Collected data
--
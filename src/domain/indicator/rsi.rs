//! RSI (Relative Strength Index) with Wilder's smoothing.
//!
//! - First average: simple mean of the first n gains/losses
//! - Subsequent: avg = (prev_avg * (n-1) + current) / n
//!
//! RSI = 100 - 100 / (1 + avg_gain / avg_loss), and 100 when avg_loss == 0.
//! The first n points are undefined (n price changes are needed).

use crate::domain::indicator::{IndicatorPoint, IndicatorSeries, IndicatorType};
use crate::domain::ohlcv::OhlcvBar;

pub fn calculate_rsi(bars: &[OhlcvBar], period: usize) -> IndicatorSeries {
    let indicator_type = IndicatorType::Rsi(period);
    let mut values: Vec<IndicatorPoint> = bars
        .iter()
        .map(|b| IndicatorPoint {
            date: b.date,
            value: None,
        })
        .collect();

    if period == 0 || bars.len() <= period {
        return IndicatorSeries {
            indicator_type,
            values,
        };
    }

    let n = period as f64;
    let mut gain_sum = 0.0;
    let mut loss_sum = 0.0;
    let mut averages: Option<(f64, f64)> = None;

    for (i, pair) in bars.windows(2).enumerate() {
        let change = pair[1].close - pair[0].close;
        let gain = change.max(0.0);
        let loss = (-change).max(0.0);

        averages = match averages {
            Some((avg_gain, avg_loss)) => Some((
                (avg_gain * (n - 1.0) + gain) / n,
                (avg_loss * (n - 1.0) + loss) / n,
            )),
            None => {
                gain_sum += gain;
                loss_sum += loss;
                (i + 1 == period).then(|| (gain_sum / n, loss_sum / n))
            }
        };

        if let Some((avg_gain, avg_loss)) = averages {
            values[i + 1].value = Some(rsi_from_averages(avg_gain, avg_loss));
        }
    }

    IndicatorSeries {
        indicator_type,
        values,
    }
}

fn rsi_from_averages(avg_gain: f64, avg_loss: f64) -> f64 {
    if avg_loss == 0.0 {
        100.0
    } else {
        100.0 - (100.0 / (1.0 + avg_gain / avg_loss))
    }
}
#![allow(dead_code)]

use chrono::{Days, NaiveDate};
use std::collections::HashMap;
use std::fmt::Write as _;
use std::path::Path;
use trendscope::domain::error::TrendscopeError;
pub use trendscope::domain::ohlcv::OhlcvBar;
use trendscope::domain::window::{BarInterval, DataWindow, FetchRequest, Period};
use trendscope::ports::data_port::DataPort;

pub struct MockDataPort {
    pub data: HashMap<String, Vec<OhlcvBar>>,
    pub errors: HashMap<String, String>,
}

impl MockDataPort {
    pub fn new() -> Self {
        Self {
            data: HashMap::new(),
            errors: HashMap::new(),
        }
    }

    pub fn with_bars(mut self, symbol: &str, bars: Vec<OhlcvBar>) -> Self {
        self.data.insert(symbol.to_string(), bars);
        self
    }

    pub fn with_error(mut self, symbol: &str, reason: &str) -> Self {
        self.errors.insert(symbol.to_string(), reason.to_string());
        self
    }
}

impl DataPort for MockDataPort {
    fn fetch_ohlcv(
        &self,
        symbol: &str,
        request: &FetchRequest,
    ) -> Result<Vec<OhlcvBar>, TrendscopeError> {
        if let Some(reason) = self.errors.get(symbol) {
            return Err(TrendscopeError::Fetch {
                symbol: symbol.to_string(),
                reason: reason.clone(),
            });
        }
        let bars = self.data.get(symbol).cloned().unwrap_or_default();
        Ok(request.window.select(bars))
    }
}

pub fn date(y: i32, m: u32, d: u32) -> NaiveDate {
    NaiveDate::from_ymd_opt(y, m, d).unwrap()
}

pub fn make_bar(symbol: &str, date: NaiveDate, close: f64) -> OhlcvBar {
    OhlcvBar {
        symbol: symbol.to_string(),
        date,
        open: close,
        high: close + 1.0,
        low: close - 1.0,
        close,
        volume: 10_000,
    }
}

/// One bar per calendar day starting at `start`.
pub fn bars_from_closes(symbol: &str, start: NaiveDate, closes: &[f64]) -> Vec<OhlcvBar> {
    closes
        .iter()
        .enumerate()
        .map(|(i, &close)| make_bar(symbol, start + Days::new(i as u64), close))
        .collect()
}

pub fn rising(n: usize, start: f64) -> Vec<f64> {
    (0..n).map(|i| start + i as f64).collect()
}

pub fn falling(n: usize, start: f64) -> Vec<f64> {
    (0..n).map(|i| start - i as f64).collect()
}

/// Alternating `+up` / `-down` moves: an uptrend with pullbacks.
pub fn zigzag(n: usize, up: f64, down: f64, start: f64) -> Vec<f64> {
    let mut closes = vec![start];
    for i in 1..n {
        let prev = closes[i - 1];
        closes.push(if i % 2 == 1 { prev + up } else { prev - down });
    }
    closes
}

/// 80 falling bars then 60 sharply rising ones. The buy signal turns on
/// at index 95 (close 169) and is still on at the last bar (close 301).
pub fn decline_then_rally() -> Vec<f64> {
    let mut closes = falling(80, 200.0);
    closes.extend((1..=60).map(|i| 121.0 + 3.0 * i as f64));
    closes
}

/// Same as [`decline_then_rally`] but the rally is cut to 40 bars and
/// followed by a 40 bar slide. One trade: index 95 (169) to index 127 (217).
pub fn rally_then_slide() -> Vec<f64> {
    let mut closes = falling(80, 200.0);
    closes.extend((1..=40).map(|i| 121.0 + 3.0 * i as f64));
    closes.extend((1..=40).map(|i| 241.0 - 3.0 * i as f64));
    closes
}

pub fn max_lookback() -> FetchRequest {
    FetchRequest {
        window: DataWindow::Lookback(Period::Max),
        interval: BarInterval::Daily,
    }
}

pub fn full_range() -> FetchRequest {
    FetchRequest {
        window: DataWindow::Range {
            start: date(2000, 1, 1),
            end: date(2100, 1, 1),
        },
        interval: BarInterval::Daily,
    }
}

/// Writes `<dir>/<symbol>.csv` in the loader's format.
pub fn write_csv(dir: &Path, symbol: &str, bars: &[OhlcvBar]) {
    let mut content = String::from("date,open,high,low,close,volume\n");
    for b in bars {
        writeln!(
            content,
            "{},{},{},{},{},{}",
            b.date, b.open, b.high, b.low, b.close, b.volume
        )
        .unwrap();
    }
    std::fs::write(dir.join(format!("{}.csv", symbol)), content).unwrap();
}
--
Please output the complete data exactly.

filename src/domain/indicator/rsi.rs
//! RSI (Relative Strength Index) with Wilder's smoothing.
//!
//! - First average: simple mean of the first n gains/losses
//! - Subsequent: avg = (prev_avg * (n-1) + current) / n
//!
//! RSI = 100 - 100 / (1 + avg_gain / avg_loss), and 100 when avg_loss == 0.
//! The first n points are undefined (n price changes are needed).

use crate::domain::indicator::{IndicatorPoint, IndicatorSeries, IndicatorType};
use crate::domain::ohlcv::OhlcvBar;

pub fn calculate_rsi(bars: &[OhlcvBar], period: usize) -> IndicatorSeries {
    let indicator_type = IndicatorType::Rsi(period);
    let mut values: Vec<IndicatorPoint> = bars
        .iter()
        .map(|b| IndicatorPoint {
            date: b.date,
            value: None,
        })
        .collect();

    if period == 0 || bars.len() <= period {
        return IndicatorSeries {
            indicator_type,
            values,
        };
    }

    let n = period as f64;
    let mut gain_sum = 0.0;
    let mut loss_sum = 0.0;
    let mut averages: Option<(f64, f64)> = None;

    for (i, pair) in bars.windows(2).enumerate() {
        let change = pair[1].close - pair[0].close;
        let gain = change.max(0.0);
        let loss = (-change).max(0.0);

        averages = match averages {
            Some((avg_gain, avg_loss)) => Some((
                (avg_gain * (n - 1.0) + gain) / n,
                (avg_loss * (n - 1.0) + loss) / n,
            )),
            None => {
                gain_sum += gain;
                loss_sum += loss;
                (i + 1 == period).then(|| (gain_sum / n, loss_sum / n))
            }
        };

        if let Some((avg_gain, avg_loss)) = averages {
            values[i + 1].value = Some(rsi_from_averages(avg_gain, avg_loss));
        }
    }

    IndicatorSeries {
        indicator_type,
        values,
    }
}

fn rsi_from_averages(avg_gain: f64, avg_loss: f64) -> f64 {
    if avg_loss == 0.0 {
        100.0
    } else {
        100.0 - (100.0 / (1.0 + avg_gain / avg_loss))
    }
}
#![allow(dead_code)]

use chrono::{Days, NaiveDate};
use std::collections::HashMap;
use std::fmt::Write as _;
use std::path::Path;
use trendscope::domain::error::TrendscopeError;
pub use trendscope::domain::ohlcv::OhlcvBar;
use trendscope::domain::window::{BarInterval, DataWindow, FetchRequest, Period};
use trendscope::ports::data_port::DataPort;

pub struct MockDataPort {
    pub data: HashMap<String, Vec<OhlcvBar>>,
    pub errors: HashMap<String, String>,
}

impl MockDataPort {
    pub fn new() -> Self {
        Self {
            data: HashMap::new(),
            errors: HashMap::new(),
        }
    }

    pub fn with_bars(mut self, symbol: &str, bars: Vec<OhlcvBar>) -> Self {
        self.data.insert(symbol.to_string(), bars);
        self
    }

    pub fn with_error(mut self, symbol: &str, reason: &str) -> Self {
        self.errors.insert(symbol.to_string(), reason.to_string());
        self
    }
}

impl DataPort for MockDataPort {
    fn fetch_ohlcv(
        &self,
        symbol: &str,
        request: &FetchRequest,
    ) -> Result<Vec<OhlcvBar>, TrendscopeError> {
        if let Some(reason) = self.errors.get(symbol) {
            return Err(TrendscopeError::Fetch {
                symbol: symbol.to_string(),
                reason: reason.clone(),
            });
        }
        let bars = self.data.get(symbol).cloned().unwrap_or_default();
        Ok(request.window.select(bars))
    }
}

pub fn date(y: i32, m: u32, d: u32) -> NaiveDate {
    NaiveDate::from_ymd_opt(y, m, d).unwrap()
}

pub fn make_bar(symbol: &str, date: NaiveDate, close: f64) -> OhlcvBar {
    OhlcvBar {
        symbol: symbol.to_string(),
        date,
        open: close,
        high: close + 1.0,
        low: close - 1.0,
        close,
        volume: 10_000,
    }
}

/// One bar per calendar day starting at `start`.
pub fn bars_from_closes(symbol: &str, start: NaiveDate, closes: &[f64]) -> Vec<OhlcvBar> {
    closes
        .iter()
        .enumerate()
        .map(|(i, &close)| make_bar(symbol, start + Days::new(i as u64), close))
        .collect()
}

pub fn rising(n: usize, start: f64) -> Vec<f64> {
    (0..n).map(|i| start + i as f64).collect()
}

pub fn falling(n: usize, start: f64) -> Vec<f64> {
    (0..n).map(|i| start - i as f64).collect()
}

/// Alternating `+up` / `-down` moves: an uptrend with pullbacks.
pub fn zigzag(n: usize, up: f64, down: f64, start: f64) -> Vec<f64> {
    let mut closes = vec![start];
    for i in 1..n {
        let prev = closes[i - 1];
        closes.push(if i % 2 == 1 { prev + up } else { prev - down });
    }
    closes
}

/// 80 falling bars then 60 sharply rising ones. The buy signal turns on
/// at index 95 (close 169) and is still on at the last bar (close 301).
pub fn decline_then_rally() -> Vec<f64> {
    let mut closes = falling(80, 200.0);
    closes.extend((1..=60).map(|i| 121.0 + 3.0 * i as f64));
    closes
}

/// Same as [`decline_then_rally`] but the rally is cut to 40 bars and
/// followed by a 40 bar slide. One trade: index 95 (169) to index 127 (217).
pub fn rally_then_slide() -> Vec<f64> {
    let mut closes = falling(80, 200.0);
    closes.extend((1..=40).map(|i| 121.0 + 3.0 * i as f64));
    closes.extend((1..=40).map(|i| 241.0 - 3.0 * i as f64));
    closes
}

pub fn max_lookback() -> FetchRequest {
    FetchRequest {
        window: DataWindow::Lookback(Period::Max),
        interval: BarInterval::Daily,
    }
}

pub fn full_range() -> FetchRequest {
    FetchRequest {
        window: DataWindow::Range {
            start: date(2000, 1, 1),
            end: date(2100, 1, 1),
        },
        interval: BarInterval::Daily,
    }
}

/// Writes `<dir>/<symbol>.csv` in the loader's format.
pub fn write_csv(dir: &Path, symbol: &str, bars: &[OhlcvBar]) {
    let mut content = String::from("date,open,high,low,close,volume\n");
    for b in bars {
        writeln!(
            content,
            "{},{},{},{},{},{}",
            b.date, b.open, b.high, b.low, b.close, b.volume
        )
        .unwrap();
    }
    std::fs::write(dir.join(format!("{}.csv", symbol)), content).unwrap();
}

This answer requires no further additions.